動物農場 夜更けに、大人が、暗澹として読む寓話。

 人間の搾取に叛乱を起こした家畜たちが、理想の共和国を築くが、指導者の豚に裏切られ、恐怖政治に取り込まれてゆく。深まる圧政のなか、こんなことのために闘ったのではないとつぶやきつつ、恐怖と、素朴と、信条そのものに対する善意からして、独裁者を疑い疑い、どこまでも従順についていく。

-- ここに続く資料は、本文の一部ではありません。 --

//! Error types for the bhf_core library.

use std::io;

/// Result type alias using our Error type
pub type Result<T> = std::result::Result<T, Error>;

/// Core error type for bhf_core operations
#[derive(Debug, thiserror::Error)]
pub enum Error {
    /// IO error occurred
    #[error("IO error: {0}")]
    Io(#[from] io::Error),

    /// JSON serialization/deserialization error
    #[error("JSON error: {0}")]
    Json(#[from] serde_json::Error),

    /// CSV error
    #[error("CSV error: {0}")]
    Csv(#[from] csv::Error),

    /// TOML parsing error
    #[error("TOML error: {0}")]
    Toml(#[from] toml::de::Error),

    /// Configuration validation error
    #[error("Configuration error: {0}")]
    Config(String),

    /// Zone table validation error
    #[error("Zone table error: {0}")]
    Zones(String),

    /// Health data provider error
    #[error("Provider error: {0}")]
    Provider(String),

    /// Generic error
    #[error("{0}")]
    Other(String),
}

 ドヤ顔の豚が目印の角川文庫で読んだのだが、開高健の翻訳と聞いて飛びつく。ヒリヒリした風刺や、悲惨なユーモア、痛烈な欺瞞に暗澹とさせられる。このテーマは、寓話としてしか書けないし、寓話としてしか読めない。これが現実のルポならば、死屍累々の粛正の結果になるだろうし、でなければ政府声明のプロパガンダを読まされることになる。

 初読時は、社会主義の風刺譚だと独り合点していた。シュプレヒコールやスローガンが似ているために、レーニンやらスターリン、トロツキーの像を、それぞれの動物に当てていた。

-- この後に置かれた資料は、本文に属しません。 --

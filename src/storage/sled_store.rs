use std::collections::HashSet;
use std::path::{Path, PathBuf};

use chrono::Utc;
use log::debug;
use rand::Rng;
use sled::transaction::{
    ConflictableTransactionError, ConflictableTransactionResult, TransactionError,
};
use sled::{IVec, Transactional};

use super::{RecordStore, StoreError};
use crate::game::types::{
    ActiveSpawn, CatchRecord, Collectible, GroupId, GroupRecord, UserId, CATCH_SCHEMA_VERSION,
    COLLECTIBLE_SCHEMA_VERSION, GROUP_SCHEMA_VERSION, SPAWN_SCHEMA_VERSION,
};

const TREE_COLLECTIBLES: &str = "collectibles";
const TREE_SPAWNS: &str = "spawns";
const TREE_WINNERS: &str = "winners";
const TREE_CATCHES: &str = "catches";
const TREE_GROUPS: &str = "groups";

fn next_timestamp_nanos() -> i64 {
    let now = Utc::now();
    now.timestamp_nanos_opt()
        .unwrap_or_else(|| now.timestamp_micros() * 1000)
}

/// Helper builder so tests can easily create throwaway stores with custom paths.
pub struct SledStoreBuilder {
    path: PathBuf,
}

impl SledStoreBuilder {
    pub fn new(path: impl Into<PathBuf>) -> Self {
        Self { path: path.into() }
    }

    pub fn open(self) -> Result<SledStore, StoreError> {
        SledStore::open(self.path)
    }
}

/// Sled-backed record store.
#[derive(Clone)]
pub struct SledStore {
    _db: sled::Db,
    collectibles: sled::Tree,
    spawns: sled::Tree,
    winners: sled::Tree,
    catches: sled::Tree,
    groups: sled::Tree,
}

impl SledStore {
    /// Open (or create) the store rooted at `path`.
    pub fn open<P: AsRef<Path>>(path: P) -> Result<Self, StoreError> {
        let path_ref = path.as_ref();
        std::fs::create_dir_all(path_ref)?;
        let db = sled::Config::new().path(path_ref).open()?;
        let store = Self {
            collectibles: db.open_tree(TREE_COLLECTIBLES)?,
            spawns: db.open_tree(TREE_SPAWNS)?,
            winners: db.open_tree(TREE_WINNERS)?,
            catches: db.open_tree(TREE_CATCHES)?,
            groups: db.open_tree(TREE_GROUPS)?,
            _db: db,
        };
        debug!(
            "record store opened at {:?} ({} collectibles)",
            path_ref,
            store.collectibles.len()
        );
        Ok(store)
    }

    fn collectible_key(name: &str) -> Vec<u8> {
        Collectible::name_key(name).into_bytes()
    }

    fn group_key(group: GroupId) -> Vec<u8> {
        group.to_be_bytes().to_vec()
    }

    fn catches_prefix(claimer: UserId) -> Vec<u8> {
        format!("{}:", claimer).into_bytes()
    }

    fn catch_key(record: &CatchRecord) -> Vec<u8> {
        let nanos = record
            .caught_at
            .timestamp_nanos_opt()
            .unwrap_or_else(next_timestamp_nanos);
        format!("{}:{:020}:{}", record.claimer_id, nanos, record.id.simple()).into_bytes()
    }

    fn serialize<T: serde::Serialize>(value: &T) -> Result<Vec<u8>, StoreError> {
        Ok(bincode::serialize(value)?)
    }

    fn deserialize<T: serde::de::DeserializeOwned>(bytes: IVec) -> Result<T, StoreError> {
        Ok(bincode::deserialize::<T>(&bytes)?)
    }

    fn check_schema(entity: &'static str, expected: u8, found: u8) -> Result<(), StoreError> {
        if expected != found {
            return Err(StoreError::SchemaMismatch {
                entity,
                expected,
                found,
            });
        }
        Ok(())
    }

    fn decode_collectible(bytes: IVec) -> Result<Collectible, StoreError> {
        let record: Collectible = Self::deserialize(bytes)?;
        Self::check_schema("collectible", COLLECTIBLE_SCHEMA_VERSION, record.schema_version)?;
        Ok(record)
    }

    fn decode_catch(bytes: IVec) -> Result<CatchRecord, StoreError> {
        let record: CatchRecord = Self::deserialize(bytes)?;
        Self::check_schema("catch", CATCH_SCHEMA_VERSION, record.schema_version)?;
        Ok(record)
    }

    fn catches_for(
        &self,
        claimer: UserId,
    ) -> impl DoubleEndedIterator<Item = Result<CatchRecord, StoreError>> {
        self.catches
            .scan_prefix(Self::catches_prefix(claimer))
            .values()
            .map(|value| value.map_err(StoreError::from).and_then(Self::decode_catch))
    }
}

impl RecordStore for SledStore {
    fn put_collectible(&self, mut collectible: Collectible) -> Result<(), StoreError> {
        collectible.schema_version = COLLECTIBLE_SCHEMA_VERSION;
        let key = Self::collectible_key(&collectible.name);
        let bytes = Self::serialize(&collectible)?;
        self.collectibles.insert(key, bytes)?;
        self.collectibles.flush()?;
        Ok(())
    }

    fn collectible_by_name(&self, name: &str) -> Result<Option<Collectible>, StoreError> {
        self.collectibles
            .get(Self::collectible_key(name))?
            .map(Self::decode_collectible)
            .transpose()
    }

    fn random_collectible(&self) -> Result<Option<Collectible>, StoreError> {
        let len = self.collectibles.len();
        if len == 0 {
            return Ok(None);
        }
        let idx = rand::thread_rng().gen_range(0..len);
        // The tree may shrink between len() and the scan; treat that as empty.
        match self.collectibles.iter().values().nth(idx) {
            Some(bytes) => Ok(Some(Self::decode_collectible(bytes?)?)),
            None => Ok(None),
        }
    }

    fn list_collectible_names(&self) -> Result<Vec<String>, StoreError> {
        let mut names = self
            .collectibles
            .iter()
            .values()
            .map(|value| value.map_err(StoreError::from).and_then(Self::decode_collectible))
            .map(|record| record.map(|c| c.name))
            .collect::<Result<Vec<_>, _>>()?;
        names.sort_by_key(|name| name.to_lowercase());
        Ok(names)
    }

    fn collectible_count(&self) -> Result<usize, StoreError> {
        Ok(self.collectibles.len())
    }

    fn append_catch_record(&self, record: &CatchRecord) -> Result<(), StoreError> {
        let bytes = Self::serialize(record)?;
        self.catches.insert(Self::catch_key(record), bytes)?;
        self.catches.flush()?;
        Ok(())
    }

    fn collection_for(&self, claimer: UserId) -> Result<Vec<CatchRecord>, StoreError> {
        self.catches_for(claimer).rev().collect()
    }

    fn count_by_category(&self, claimer: UserId, category: &str) -> Result<usize, StoreError> {
        // Repeat catches of one character count once.
        let mut owned = HashSet::new();
        for record in self.catches_for(claimer) {
            let collectible = record?.collectible;
            if collectible.category.eq_ignore_ascii_case(category) {
                owned.insert(Collectible::name_key(&collectible.name));
            }
        }
        Ok(owned.len())
    }

    fn total_by_category(&self, category: &str) -> Result<usize, StoreError> {
        let mut count = 0;
        for value in self.collectibles.iter().values() {
            if Self::decode_collectible(value?)?
                .category
                .eq_ignore_ascii_case(category)
            {
                count += 1;
            }
        }
        Ok(count)
    }

    fn wipe_all(&self) -> Result<(), StoreError> {
        self.catches.clear()?;
        self.spawns.clear()?;
        self.winners.clear()?;
        self.catches.flush()?;
        self.spawns.flush()?;
        self.winners.flush()?;
        Ok(())
    }

    fn load_spawn(&self, group: GroupId) -> Result<Option<ActiveSpawn>, StoreError> {
        let Some(bytes) = self.spawns.get(Self::group_key(group))? else {
            return Ok(None);
        };
        let spawn: ActiveSpawn = Self::deserialize(bytes)?;
        Self::check_schema("spawn", SPAWN_SCHEMA_VERSION, spawn.schema_version)?;
        Ok(Some(spawn))
    }

    fn save_spawn(&self, spawn: &ActiveSpawn) -> Result<(), StoreError> {
        let bytes = Self::serialize(spawn)?;
        self.spawns.insert(Self::group_key(spawn.group), bytes)?;
        self.spawns.flush()?;
        Ok(())
    }

    fn delete_spawn(&self, group: GroupId) -> Result<(), StoreError> {
        self.spawns.remove(Self::group_key(group))?;
        self.spawns.flush()?;
        Ok(())
    }

    fn last_winner(&self, group: GroupId) -> Result<Option<String>, StoreError> {
        Ok(self
            .winners
            .get(Self::group_key(group))?
            .map(|bytes| String::from_utf8_lossy(&bytes).into_owned()))
    }

    fn commit_catch(&self, spawn: &ActiveSpawn, record: &CatchRecord) -> Result<bool, StoreError> {
        let spawn_key = Self::group_key(spawn.group);
        let catch_key = Self::catch_key(record);
        let record_bytes = Self::serialize(record)?;

        let committed = (&self.spawns, &self.winners, &self.catches)
            .transaction(
                |(spawns, winners, catches)| -> ConflictableTransactionResult<bool, StoreError> {
                    let still_active = match spawns.get(spawn_key.as_slice())? {
                        Some(bytes) => bincode::deserialize::<ActiveSpawn>(&bytes)
                            .map(|current| current.id == spawn.id)
                            .map_err(|e| ConflictableTransactionError::Abort(StoreError::from(e)))?,
                        None => false,
                    };
                    if !still_active {
                        return Ok(false);
                    }
                    spawns.remove(spawn_key.as_slice())?;
                    winners.insert(spawn_key.as_slice(), record.claimer_name.as_bytes())?;
                    catches.insert(catch_key.as_slice(), record_bytes.as_slice())?;
                    Ok(true)
                },
            )
            .map_err(|e| match e {
                TransactionError::Abort(inner) => inner,
                TransactionError::Storage(inner) => StoreError::Sled(inner),
            })?;

        if committed {
            self.spawns.flush()?;
            self.winners.flush()?;
            self.catches.flush()?;
        }
        Ok(committed)
    }

    fn add_group(&self, mut group: GroupRecord) -> Result<(), StoreError> {
        group.schema_version = GROUP_SCHEMA_VERSION;
        let bytes = Self::serialize(&group)?;
        self.groups.insert(Self::group_key(group.id), bytes)?;
        self.groups.flush()?;
        Ok(())
    }

    fn remove_group(&self, group: GroupId) -> Result<(), StoreError> {
        self.groups.remove(Self::group_key(group))?;
        self.groups.flush()?;
        Ok(())
    }

    fn list_groups(&self) -> Result<Vec<GroupRecord>, StoreError> {
        let mut groups = Vec::new();
        for value in self.groups.iter().values() {
            let record: GroupRecord = Self::deserialize(value?)?;
            Self::check_schema("group", GROUP_SCHEMA_VERSION, record.schema_version)?;
            groups.push(record);
        }
        Ok(groups)
    }
}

 しかし、開高氏によると、それではこの作品はただのアテコスリや政治漫画にすぎないことになる。ちょっとスローガンを入れ替えてみたまえ、すると、同じ動物たちに、ヒトラーやレームやロンメルを読み取ることもできるし、孫文と蒋介石だって読み取れるというのだ。

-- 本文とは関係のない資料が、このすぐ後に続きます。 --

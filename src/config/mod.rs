//! # Configuration Management Module
//!
//! Loads, validates and writes the bot's TOML configuration.
//!
//! ## Configuration Structure
//!
//! - [`BotConfig`] - identity, owner and membership rules
//! - [`GameConfig`] - spawn trigger and catch behaviour
//! - [`StorageConfig`] - where the record store lives
//! - [`LoggingConfig`] - log level and optional log file
//!
//! ## Usage
//!
//! ```rust,no_run
//! use catchbot::config::Config;
//!
//! #[tokio::main]
//! async fn main() -> anyhow::Result<()> {
//!     let config = Config::load("config.toml").await?;
//!     println!("Spawn every {} messages", config.game.spawn_threshold);
//!     Config::create_default("config.toml").await?;
//!     Ok(())
//! }
//! ```
//!
//! ## Configuration File Format
//!
//! ```toml
//! [bot]
//! name = "Catch Bot"
//! owner_id = 123456789
//! welcome_enabled = true
//! min_group_members = 0
//!
//! [game]
//! anti_spam_limit = 10
//! spawn_threshold = 50
//! spawn_mode = "messages"
//! hidden_name = false
//! reply_when_nothing_active = false
//!
//! [storage]
//! data_dir = "./data"
//!
//! [logging]
//! level = "info"
//! ```
//!
//! `CATCHBOT_OWNER_ID` and `CATCHBOT_DATA_DIR` override the file when set.

use anyhow::{anyhow, bail, Result};
use serde::{Deserialize, Serialize};
use std::path::PathBuf;
use std::time::Duration;
use tokio::fs;

use crate::game::GameSettings;

pub const ENV_OWNER_ID: &str = "CATCHBOT_OWNER_ID";
pub const ENV_DATA_DIR: &str = "CATCHBOT_DATA_DIR";

#[derive(Debug, Clone, Serialize, Deserialize)]
pub struct Config {
    pub bot: BotConfig,
    #[serde(default)]
    pub game: GameConfig,
    pub storage: StorageConfig,
    pub logging: LoggingConfig,
}

#[derive(Debug, Clone, Serialize, Deserialize)]
pub struct BotConfig {
    pub name: String,
    /// User id allowed to run administrative commands. Must be set.
    pub owner_id: i64,
    #[serde(default = "default_true")]
    pub welcome_enabled: bool,
    /// Leave groups with fewer members than this when added. 0 disables the check.
    #[serde(default)]
    pub min_group_members: u32,
    /// Long listings are split into messages of at most this many characters.
    #[serde(default = "default_max_message_chars")]
    pub max_message_chars: usize,
}

fn default_true() -> bool {
    true
}

fn default_max_message_chars() -> usize {
    3800
}

/// What drives spawning in a group.
#[derive(Debug, Clone, Copy, PartialEq, Eq, Serialize, Deserialize, Default)]
#[serde(rename_all = "lowercase")]
pub enum SpawnMode {
    /// Count admitted messages and spawn on reaching `spawn_threshold`.
    #[default]
    Messages,
    /// Attempt a spawn in every known group each `spawn_interval_secs`.
    Interval,
}

#[derive(Debug, Clone, Serialize, Deserialize)]
pub struct GameConfig {
    #[serde(default = "default_anti_spam_limit")]
    pub anti_spam_limit: u32,
    #[serde(default = "default_spawn_threshold")]
    pub spawn_threshold: u32,
    #[serde(default)]
    pub spawn_mode: SpawnMode,
    #[serde(default, skip_serializing_if = "Option::is_none")]
    pub spawn_interval_secs: Option<u64>,
    /// Announce spawns without naming the character.
    #[serde(default)]
    pub hidden_name: bool,
    /// Reply to `/catch` when nothing has spawned and nobody has won yet.
    #[serde(default)]
    pub reply_when_nothing_active: bool,
}

fn default_anti_spam_limit() -> u32 {
    10
}

fn default_spawn_threshold() -> u32 {
    50
}

impl Default for GameConfig {
    fn default() -> Self {
        Self {
            anti_spam_limit: default_anti_spam_limit(),
            spawn_threshold: default_spawn_threshold(),
            spawn_mode: SpawnMode::Messages,
            spawn_interval_secs: None,
            hidden_name: false,
            reply_when_nothing_active: false,
        }
    }
}

impl GameConfig {
    pub fn settings(&self) -> GameSettings {
        GameSettings {
            anti_spam_limit: self.anti_spam_limit,
            spawn_threshold: self.spawn_threshold,
        }
    }

    /// Timer period in interval mode; `None` in message mode.
    pub fn spawn_interval(&self) -> Option<Duration> {
        match self.spawn_mode {
            SpawnMode::Messages => None,
            SpawnMode::Interval => self.spawn_interval_secs.map(Duration::from_secs),
        }
    }
}

#[derive(Debug, Clone, Serialize, Deserialize)]
pub struct StorageConfig {
    pub data_dir: String,
}

impl StorageConfig {
    pub fn db_path(&self) -> PathBuf {
        PathBuf::from(&self.data_dir).join("catchbot.sled")
    }
}

#[derive(Debug, Clone, Serialize, Deserialize)]
pub struct LoggingConfig {
    pub level: String,
    #[serde(default, skip_serializing_if = "Option::is_none")]
    pub file: Option<String>,
}

impl Config {
    /// Load configuration from a file, apply environment overrides and validate.
    pub async fn load(path: &str) -> Result<Self> {
        let content = fs::read_to_string(path)
            .await
            .map_err(|e| anyhow!("Failed to read config file {}: {}", path, e))?;

        let mut config: Config = toml::from_str(&content)
            .map_err(|e| anyhow!("Failed to parse config file {}: {}", path, e))?;

        config.apply_env_overrides(|key| std::env::var(key).ok())?;
        config.validate()?;
        Ok(config)
    }

    /// Create a default configuration file
    pub async fn create_default(path: &str) -> Result<()> {
        let config = Config::default();
        let content = toml::to_string_pretty(&config)
            .map_err(|e| anyhow!("Failed to serialize default config: {}", e))?;

        fs::write(path, content)
            .await
            .map_err(|e| anyhow!("Failed to write config file {}: {}", path, e))?;

        Ok(())
    }

    /// Override fields from the environment. `lookup` is `std::env::var` outside tests.
    pub fn apply_env_overrides(&mut self, lookup: impl Fn(&str) -> Option<String>) -> Result<()> {
        if let Some(raw) = lookup(ENV_OWNER_ID) {
            self.bot.owner_id = raw
                .trim()
                .parse()
                .map_err(|e| anyhow!("{} is not a valid user id ({}): {}", ENV_OWNER_ID, raw, e))?;
        }
        if let Some(dir) = lookup(ENV_DATA_DIR) {
            if !dir.trim().is_empty() {
                self.storage.data_dir = dir.trim().to_string();
            }
        }
        Ok(())
    }

    /// Reject configurations the bot cannot run with.
    pub fn validate(&self) -> Result<()> {
        if self.bot.owner_id == 0 {
            bail!("bot.owner_id must be set (or provide {})", ENV_OWNER_ID);
        }
        if self.game.anti_spam_limit == 0 {
            bail!("game.anti_spam_limit must be a positive integer");
        }
        if self.game.spawn_threshold == 0 {
            bail!("game.spawn_threshold must be a positive integer");
        }
        if self.game.spawn_mode == SpawnMode::Interval
            && !matches!(self.game.spawn_interval_secs, Some(secs) if secs > 0)
        {
            bail!("game.spawn_interval_secs must be positive when spawn_mode = \"interval\"");
        }
        if self.storage.data_dir.trim().is_empty() {
            bail!("storage.data_dir must not be empty");
        }
        if self.bot.max_message_chars < 64 {
            bail!("bot.max_message_chars must be at least 64");
        }
        Ok(())
    }
}

impl Default for Config {
    fn default() -> Self {
        Config {
            bot: BotConfig {
                name: "Catch Bot".to_string(),
                owner_id: 0,
                welcome_enabled: true,
                min_group_members: 0,
                max_message_chars: default_max_message_chars(),
            },
            game: GameConfig::default(),
            storage: StorageConfig {
                data_dir: "./data".to_string(),
            },
            logging: LoggingConfig {
                level: "info".to_string(),
                file: Some("catchbot.log".to_string()),
            },
        }
    }
}

#[cfg(test)]
mod tests {
    use super::*;

    fn valid() -> Config {
        let mut config = Config::default();
        config.bot.owner_id = 42;
        config
    }

    #[test]
    fn default_config_requires_owner() {
        let err = Config::default().validate().unwrap_err();
        assert!(err.to_string().contains("owner_id"));
        assert!(valid().validate().is_ok());
    }

    #[test]
    fn zero_limits_are_rejected() {
        let mut config = valid();
        config.game.anti_spam_limit = 0;
        assert!(config.validate().is_err());

        let mut config = valid();
        config.game.spawn_threshold = 0;
        assert!(config.validate().is_err());
    }

    #[test]
    fn interval_mode_needs_interval() {
        let mut config = valid();
        config.game.spawn_mode = SpawnMode::Interval;
        assert!(config.validate().is_err());
        config.game.spawn_interval_secs = Some(600);
        assert!(config.validate().is_ok());
        assert_eq!(config.game.spawn_interval(), Some(Duration::from_secs(600)));

        config.game.spawn_mode = SpawnMode::Messages;
        assert_eq!(config.game.spawn_interval(), None);
    }

    #[test]
    fn env_overrides_owner_and_data_dir() {
        let mut config = Config::default();
        config
            .apply_env_overrides(|key| match key {
                ENV_OWNER_ID => Some(" 777 ".to_string()),
                ENV_DATA_DIR => Some("/var/lib/catchbot".to_string()),
                _ => None,
            })
            .expect("overrides");
        assert_eq!(config.bot.owner_id, 777);
        assert_eq!(config.storage.data_dir, "/var/lib/catchbot");
        assert!(config.validate().is_ok());

        let mut config = Config::default();
        assert!(config
            .apply_env_overrides(|key| (key == ENV_OWNER_ID).then(|| "abc".to_string()))
            .is_err());
    }

    #[test]
    fn minimal_toml_uses_game_defaults() {
        let toml_src = r#"
            [bot]
            name = "Test"
            owner_id = 5

            [storage]
            data_dir = "./data"

            [logging]
            level = "debug"
        "#;
        let config: Config = toml::from_str(toml_src).expect("parse");
        assert_eq!(config.game.settings(), GameSettings::default());
        assert!(config.bot.welcome_enabled);
        assert!(!config.game.reply_when_nothing_active);
        assert_eq!(config.logging.file, None);
        assert!(config.validate().is_ok());
    }

    #[test]
    fn spawn_mode_round_trips_lowercase() {
        let toml_src = toml::to_string_pretty(&valid()).expect("serialize");
        assert!(toml_src.contains("spawn_mode = \"messages\""));
    }
}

これは左右を問わず、あらゆる種類の革命が権力奪取後にたどる変質の過程についての寓話で、寓話であるからには最大公約数なのである。宗教革命史、社会革命史、どの時代のどこの国でもいいから一冊ぬきだして注意深く読んでみる。叛乱の発生、爆発、成功、平和の回復、やがてめだたないちょっとしたところから起って全体にひろがっていく変質、そしてやがて気づいてみれば事態が、かつて“敵”としてものにいかに酷似した地点にきてしまったことか。
 裏切られてもついてゆく動物、また反乱を起こす動物、亡命する動物、ゴマスリをする動物、スローガンを繰り返すだけの動物……古今東西の革命に登場する諸人物と役割が全て描かれている。政治的独裁、あるいは革命というものの辿る運命を描いているというのだ。サイズは小粒ながら、ここ数年の政権の取り巻き連中に、同じものを見ることができる。本書に出てくる動物たちよりも滑稽に思えるのは、わたしの中でカリカチュアライズしているからだろうか。

 政治を文学が扱うとなぜかしらたいていは失敗するという。スタンダールは「文学で政治を扱うことは、音楽会でピストルをぶっぱなすこととだ」と言ったとか。開高氏は政治を扱った小説で成功したという例外として、アナトール・フランス『神々は渇く』、サマセット・モーム『昔も今も』、山本周五郎の『樅の木は残った』を挙げる(ちなみに、オーウェルの『一九八四年』は生に捉えすぎて失敗作らしい)。わたしはこれに、安部公房『良識派』を入れたい。寓話は政治を語るのに格好の道具だからね。いずれにせよ、政治を扱った最高傑作としてジョージ・オーウェル『動物農場』なのは激しく同意する。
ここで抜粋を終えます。